Lots of digital ink has been used this week to discuss the release of Peter Enns' The Evolution of Adam: What the Bible Does and Doesn't Say about Human Origins. Here are some of the reviews that I have read:
- Kurt Willems at the Pangea Blog (check out his list of Christian leaders who have expressed an openness to evolution, including Billy Graham and CS Lewis)
- RJS at Jesus Creed (1, 2)
- Rachel Held Evans
For a whole lot more, go to The Brazos Blog. It's worth checking out Peter's response on why he wrote the book.
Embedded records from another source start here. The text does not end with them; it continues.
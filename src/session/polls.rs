use super::{Session, ADMIN_NAME};
use crate::error::{Error, Result};
use crate::ids::PollId;
use crate::poll::{Poll, PollDraft, PollPartition};

impl Session {
    /// Create a poll in the current meeting. The draft's meeting and author
    /// are taken from the session.
    pub async fn create_poll(&mut self, mut draft: PollDraft) -> Result<Poll> {
        self.require_admin()?;
        draft.meeting_id = self.require_meeting()?;
        draft.created_by = self
            .user_name
            .clone()
            .unwrap_or_else(|| ADMIN_NAME.to_string());
        self.polls.create(draft).await
    }

    /// Polls of the current meeting.
    pub async fn list_polls(&mut self) -> Result<PollPartition> {
        let meeting_id = self.require_meeting()?;
        Ok(self.polls.list_polls(&meeting_id).await)
    }

    pub async fn vote(&mut self, poll_id: &PollId, selected: &[String]) -> Result<Poll> {
        let meeting_id = self.require_meeting()?;
        let user = self.require_user()?;
        if !self
            .polls
            .poll(poll_id)
            .is_some_and(|p| p.meeting_id == meeting_id)
        {
            return Err(Error::NotFound(format!(
                "poll {} in meeting {}",
                poll_id, meeting_id
            )));
        }
        self.polls
            .submit_ballot(poll_id, &user, selected, &mut self.stats)
            .await
    }

    pub async fn cancel_vote(&mut self, poll_id: &PollId) -> Result<PollPartition> {
        self.require_meeting()?;
        let user = self.require_user()?;
        self.polls.cancel_ballot(poll_id, &user).await
    }

    pub async fn close_poll(&mut self, poll_id: &PollId) -> Result<Poll> {
        self.require_admin()?;
        self.polls.close(poll_id).await
    }
}
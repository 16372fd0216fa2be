//! Diagnostic logging setup.
//!
//! Diagnostics go to stderr through `tracing`; the run summary and check
//! report go to stdout through [`crate::output`]. `RUST_LOG` takes
//! precedence over the configured level.

use crate::config::{LogFormat, LoggingConfig};
use tracing::level_filters::LevelFilter;
use tracing_subscriber::util::{SubscriberInitExt, TryInitError};
use tracing_subscriber::{EnvFilter, Layer, fmt, layer::SubscriberExt};

/// Install the global subscriber. Fails if one is already installed.
pub fn init(logging: &LoggingConfig) -> Result<(), TryInitError> {
    let env_filter = EnvFilter::builder()
        .with_default_directive(LevelFilter::from(logging.level).into())
        .from_env_lossy();

    let fmt_layer = match logging.format {
        LogFormat::Json => fmt::layer()
            .json()
            .with_writer(std::io::stderr)
            .with_target(true)
            .boxed(),
        LogFormat::Compact => fmt::layer()
            .compact()
            .with_writer(std::io::stderr)
            .with_target(false)
            .boxed(),
    };

    tracing_subscriber::registry()
        .with(env_filter)
        .with(fmt_layer)
        .try_init()
}
//! Serving-path convention for source manual pages.
//!
//! Every source page lives at
//!
//! ```text
//! <root>/<suite>/<binary package>/<name>.<section>[.<language>].gz
//! ```
//!
//! and renders to a sibling `<name>.<section>[.<language>].html.gz`. This
//! module is the only place that knows how to take such a path apart.
//!
//! ## File Names
//!
//! - `ls.1.gz` → name="ls", section="1", language="en"
//! - `ls.1.fr.gz` → name="ls", section="1", language="fr"
//! - `git-log.1.pt_BR.gz` → name="git-log", section="1", language="pt_BR"
//! - `python3.12.1.gz` → name="python3.12", section="1", language="en"
//! - `Xorg.conf.5x.de.gz` → name="Xorg.conf", section="5x", language="de"

use crate::meta::DocumentMeta;
use std::path::{Component, Path, PathBuf};
use thiserror::Error;

/// Suffix of a compressed source page.
pub const SOURCE_SUFFIX: &str = ".gz";
/// Suffix of a compressed rendered page.
pub const RENDERED_SUFFIX: &str = ".html.gz";
/// Name of the per-package index page.
pub const INDEX_NAME: &str = "index.html.gz";
/// Language assumed when a file name carries none.
pub const DEFAULT_LANGUAGE: &str = "en";

#[derive(Error, Debug, PartialEq)]
pub enum ParseError {
    #[error("{0} is not below the serving directory")]
    OutsideRoot(PathBuf),
    #[error("{0} is not at <suite>/<package>/<page>")]
    Layout(PathBuf),
    #[error("cannot parse page name from {0}")]
    FileName(PathBuf),
}

/// Components of a page file name, without suite or package.
#[derive(Debug, Clone, PartialEq)]
pub struct ParsedFileName {
    pub name: String,
    pub section: String,
    pub language: String,
}

/// Whether `file_name` names a compressed source page (not a rendered one).
pub fn is_source_name(file_name: &str) -> bool {
    file_name.ends_with(SOURCE_SUFFIX) && !file_name.ends_with(RENDERED_SUFFIX)
}

/// Name of the rendered counterpart: swap `.gz` for `.html.gz`.
///
/// ```text
/// ls.1.gz     → ls.1.html.gz
/// ls.1.fr.gz  → ls.1.fr.html.gz
/// ```
pub fn rendered_name(source_name: &str) -> String {
    let stem = source_name
        .strip_suffix(SOURCE_SUFFIX)
        .unwrap_or(source_name);
    format!("{stem}{RENDERED_SUFFIX}")
}

/// Parse `<name>.<section>[.<language>]` (the `.gz` already stripped).
pub fn parse_stem(stem: &str) -> Option<ParsedFileName> {
    let (rest, last) = stem.rsplit_once('.')?;
    if is_section(last) {
        return non_empty(rest).map(|name| ParsedFileName {
            name: name.to_string(),
            section: last.to_string(),
            language: DEFAULT_LANGUAGE.to_string(),
        });
    }
    if !is_language(last) {
        return None;
    }
    let (name, section) = rest.rsplit_once('.')?;
    if !is_section(section) {
        return None;
    }
    non_empty(name).map(|name| ParsedFileName {
        name: name.to_string(),
        section: section.to_string(),
        language: last.to_string(),
    })
}

/// Sections start with a digit and may carry a suffix: `1`, `3pm`, `5x`.
pub(crate) fn is_section(s: &str) -> bool {
    s.chars().next().is_some_and(|c| c.is_ascii_digit())
        && s.chars().all(|c| c.is_ascii_alphanumeric())
}

/// Locale-style language tags: `de`, `pt_BR`, `sr@latin`.
fn is_language(s: &str) -> bool {
    s.chars().next().is_some_and(|c| c.is_ascii_alphabetic())
        && s
            .chars()
            .all(|c| c.is_ascii_alphanumeric() || c == '_' || c == '@')
}

fn non_empty(s: &str) -> Option<&str> {
    if s.is_empty() { None } else { Some(s) }
}

/// Parse a full source path below `root` into page metadata.
///
/// The version is left unset; it comes from package metadata, not the path.
pub fn from_serving_path(root: &Path, full: &Path) -> Result<DocumentMeta, ParseError> {
    let rel = full
        .strip_prefix(root)
        .map_err(|_| ParseError::OutsideRoot(full.to_path_buf()))?;
    let parts: Vec<&str> = rel
        .components()
        .map(|c| match c {
            Component::Normal(s) => s.to_str(),
            _ => None,
        })
        .collect::<Option<_>>()
        .ok_or_else(|| ParseError::Layout(full.to_path_buf()))?;
    let [suite, package, file_name] = parts.as_slice() else {
        return Err(ParseError::Layout(full.to_path_buf()));
    };
    let stem = file_name
        .strip_suffix(SOURCE_SUFFIX)
        .filter(|_| is_source_name(file_name))
        .ok_or_else(|| ParseError::FileName(full.to_path_buf()))?;
    let parsed = parse_stem(stem).ok_or_else(|| ParseError::FileName(full.to_path_buf()))?;

    Ok(DocumentMeta {
        name: parsed.name,
        section: parsed.section,
        language: parsed.language,
        suite: suite.to_string(),
        package: package.to_string(),
        version: None,
        stem: stem.to_string(),
    })
}

#[cfg(test)]
mod tests {
    use super::*;

    // =========================================================================
    // File name parsing
    // =========================================================================

    #[test]
    fn name_and_section_default_language() {
        let p = parse_stem("ls.1").unwrap();
        assert_eq!(p.name, "ls");
        assert_eq!(p.section, "1");
        assert_eq!(p.language, "en");
    }

    #[test]
    fn explicit_language() {
        let p = parse_stem("ls.1.fr").unwrap();
        assert_eq!(p.name, "ls");
        assert_eq!(p.section, "1");
        assert_eq!(p.language, "fr");
    }

    #[test]
    fn locale_with_territory_and_modifier() {
        assert_eq!(parse_stem("git-log.1.pt_BR").unwrap().language, "pt_BR");
        assert_eq!(parse_stem("ls.1.sr@latin").unwrap().language, "sr@latin");
    }

    #[test]
    fn dotted_names_keep_their_dots() {
        let p = parse_stem("python3.12.1").unwrap();
        assert_eq!(p.name, "python3.12");
        assert_eq!(p.section, "1");

        let p = parse_stem("Xorg.conf.5x.de").unwrap();
        assert_eq!(p.name, "Xorg.conf");
        assert_eq!(p.section, "5x");
        assert_eq!(p.language, "de");
    }

    #[test]
    fn section_with_suffix() {
        let p = parse_stem("Dpkg::Version.3pm").unwrap();
        assert_eq!(p.name, "Dpkg::Version");
        assert_eq!(p.section, "3pm");
    }

    #[test]
    fn rejects_missing_section() {
        assert_eq!(parse_stem("README"), None);
        assert_eq!(parse_stem("notes.txt"), None);
        assert_eq!(parse_stem("ls.fr"), None);
    }

    #[test]
    fn rejects_empty_name() {
        assert_eq!(parse_stem(".1"), None);
        assert_eq!(parse_stem(".1.fr"), None);
    }

    // =========================================================================
    // Suffix helpers
    // =========================================================================

    #[test]
    fn source_names() {
        assert!(is_source_name("ls.1.gz"));
        assert!(!is_source_name("ls.1.html.gz"));
        assert!(!is_source_name("index.html.gz"));
        assert!(!is_source_name("ls.1"));
    }

    #[test]
    fn rendered_name_swaps_suffix() {
        assert_eq!(rendered_name("ls.1.gz"), "ls.1.html.gz");
        assert_eq!(rendered_name("ls.1.fr.gz"), "ls.1.fr.html.gz");
    }

    // =========================================================================
    // Serving paths
    // =========================================================================

    #[test]
    fn parses_full_serving_path() {
        let root = Path::new("/srv/man");
        let m = from_serving_path(root, Path::new("/srv/man/bookworm/coreutils/ls.1.de.gz"))
            .unwrap();
        assert_eq!(m.suite, "bookworm");
        assert_eq!(m.package, "coreutils");
        assert_eq!(m.name, "ls");
        assert_eq!(m.section, "1");
        assert_eq!(m.language, "de");
        assert_eq!(m.version, None);
        assert_eq!(m.serving_path(), "bookworm/coreutils/ls.1.de");
    }

    #[test]
    fn path_outside_root() {
        let err = from_serving_path(Path::new("/srv/man"), Path::new("/tmp/a/b/ls.1.gz"));
        assert!(matches!(err, Err(ParseError::OutsideRoot(_))));
    }

    #[test]
    fn path_too_shallow_or_deep() {
        let root = Path::new("/srv/man");
        assert!(matches!(
            from_serving_path(root, Path::new("/srv/man/bookworm/ls.1.gz")),
            Err(ParseError::Layout(_))
        ));
        assert!(matches!(
            from_serving_path(root, Path::new("/srv/man/bookworm/a/b/ls.1.gz")),
            Err(ParseError::Layout(_))
        ));
    }

    #[test]
    fn rendered_page_is_not_a_source() {
        let root = Path::new("/srv/man");
        assert!(matches!(
            from_serving_path(root, Path::new("/srv/man/bookworm/coreutils/ls.1.html.gz")),
            Err(ParseError::FileName(_))
        ));
    }
}
use clap::{Parser, Subcommand};
use manrender::config::{self, RenderConfig};
use manrender::meta::{self, GlobalView, PackageVersions};
use manrender::pipeline::{self, RenderOptions};
use manrender::render::HtmlRenderer;
use manrender::{logging, output};
use std::path::PathBuf;

/// Flags shared by every command that touches the serving tree.
#[derive(clap::Args, Clone)]
struct GlobalArgs {
    /// Config file [default: ./manrender.toml, if present]
    #[arg(long, global = true)]
    config: Option<PathBuf>,

    /// Root of the serving tree (overrides `serving_dir`)
    #[arg(long, global = true)]
    serving_dir: Option<PathBuf>,

    /// Concurrent render workers (overrides `processing.max_workers`)
    #[arg(long, global = true)]
    workers: Option<usize>,
}

/// Which part of the tree to work on.
#[derive(clap::Args, Clone)]
struct SelectionArgs {
    /// Only render these binary packages, comma separated (overrides `only_render`)
    #[arg(long, value_delimiter = ',')]
    only_render: Vec<String>,

    /// Suite to render; repeat for several (overrides `suites`)
    #[arg(long = "suite")]
    suites: Vec<String>,
}

fn version_string() -> &'static str {
    let on_tag = env!("ON_RELEASE_TAG");
    if on_tag == "true" {
        env!("CARGO_PKG_VERSION")
    } else {
        let hash = env!("GIT_HASH");
        if hash.is_empty() {
            "dev@unknown"
        } else {
            // Leaked once at startup
            Box::leak(format!("dev@{hash}").into_boxed_str())
        }
    }
}

#[derive(Parser)]
#[command(name = "manrender")]
#[command(about = "Incremental renderer for trees of compressed manual pages")]
#[command(long_about = "\
Incremental renderer for trees of compressed manual pages

Every source page is rendered to a gzip-compressed HTML sibling. Pages whose
rendered file is at least as new as the source are left alone, so running
manrender again right after a successful run writes nothing.

Serving tree:

  /srv/man/
  ├── contents-bookworm.html.gz      # Suite listing (one per suite)
  └── bookworm/                      # Suite
      └── coreutils/                 # Binary package
          ├── index.html.gz          # Package index
          ├── ls.1.gz                # Source: <name>.<section>[.<lang>].gz
          ├── ls.1.html.gz           # Rendered page
          └── dir.1.gz -> ls.1.gz    # Symlinks are aliases, never rendered

Run 'manrender gen-config' to generate a documented manrender.toml.")]
#[command(version = version_string())]
struct Cli {
    #[command(flatten)]
    globals: GlobalArgs,

    #[command(subcommand)]
    command: Command,
}

#[derive(Subcommand)]
enum Command {
    /// Render every stale page, index and listing
    Render {
        #[command(flatten)]
        selection: SelectionArgs,

        /// Regenerate every suite listing, stale or not
        #[arg(long)]
        force_listings: bool,
    },
    /// Report what a render would do without writing anything
    Check(SelectionArgs),
    /// Print a stock manrender.toml with all options documented
    GenConfig,
}

fn main() -> Result<(), Box<dyn std::error::Error>> {
    let cli = Cli::parse();

    match cli.command {
        Command::Render {
            selection,
            force_listings,
        } => {
            let config = resolve(&cli.globals, &selection)?;
            let view = discover(&config)?;
            let options = RenderOptions {
                force_listings,
                ..render_options(&config)
            };
            let stats = pipeline::render_all(
                &config.serving_dir,
                &view,
                &HtmlRenderer::new(),
                &options,
            )?;
            output::print_run_summary(&options, &stats);
        }
        Command::Check(selection) => {
            let config = resolve(&cli.globals, &selection)?;
            let view = discover(&config)?;
            let report = pipeline::check(&config.serving_dir, &view, &render_options(&config))?;
            output::print_check_output(&report);
        }
        Command::GenConfig => {
            print!("{}", config::stock_config_toml());
        }
    }

    Ok(())
}

/// Load the config file, apply command-line overrides, validate, and
/// install logging.
fn resolve(
    globals: &GlobalArgs,
    selection: &SelectionArgs,
) -> Result<RenderConfig, Box<dyn std::error::Error>> {
    let mut config = config::load_config(globals.config.as_deref())?;
    if let Some(dir) = &globals.serving_dir {
        config.serving_dir = dir.clone();
    }
    if let Some(n) = globals.workers {
        config.processing.max_workers = Some(n);
    }
    if !selection.suites.is_empty() {
        config.suites = selection.suites.clone();
    }
    if !selection.only_render.is_empty() {
        config.only_render = selection.only_render.clone();
    }
    config.validate()?;
    logging::init(&config.logging)?;
    Ok(config)
}

fn discover(config: &RenderConfig) -> Result<GlobalView, Box<dyn std::error::Error>> {
    let versions = match &config.package_versions {
        Some(path) => meta::load_package_versions(path)?,
        None => PackageVersions::new(),
    };
    Ok(GlobalView::discover(
        &config.serving_dir,
        &config.suites,
        &versions,
    )?)
}

fn render_options(config: &RenderConfig) -> RenderOptions {
    RenderOptions::new(config::effective_workers(&config.processing))
        .with_only_render(&config.only_render)
}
I agree whole-heartedly that the Bible never intended to be a scientific book. Yet, I do feel that it aspires - by the author's intent and God's direction - to be a historically and theological accurate composition. Even this is a tricky statement since it must be understood within the various genres found in the Bible. For example, how should songs, poems, and parables be determined to be historically and theologically accurate? We grade and evalulate each portion and genre of the Bible according to it's form and intent.
I'm not sympathetic to the theistic evolution view. I don't believe that God used evolutionary means to bring humanity into the world - though I believe he could if He wanted to, does that make sense? For me - whether the starting point is a cell or a hairy, dump, standing-upright mammal - it all comes down to being made in the image of God.
At what point - if evolution be true - did the soul enter the human condition? At what point did God breath into humanity, making it the pinnacle of creation, utterly unique to all that came before it?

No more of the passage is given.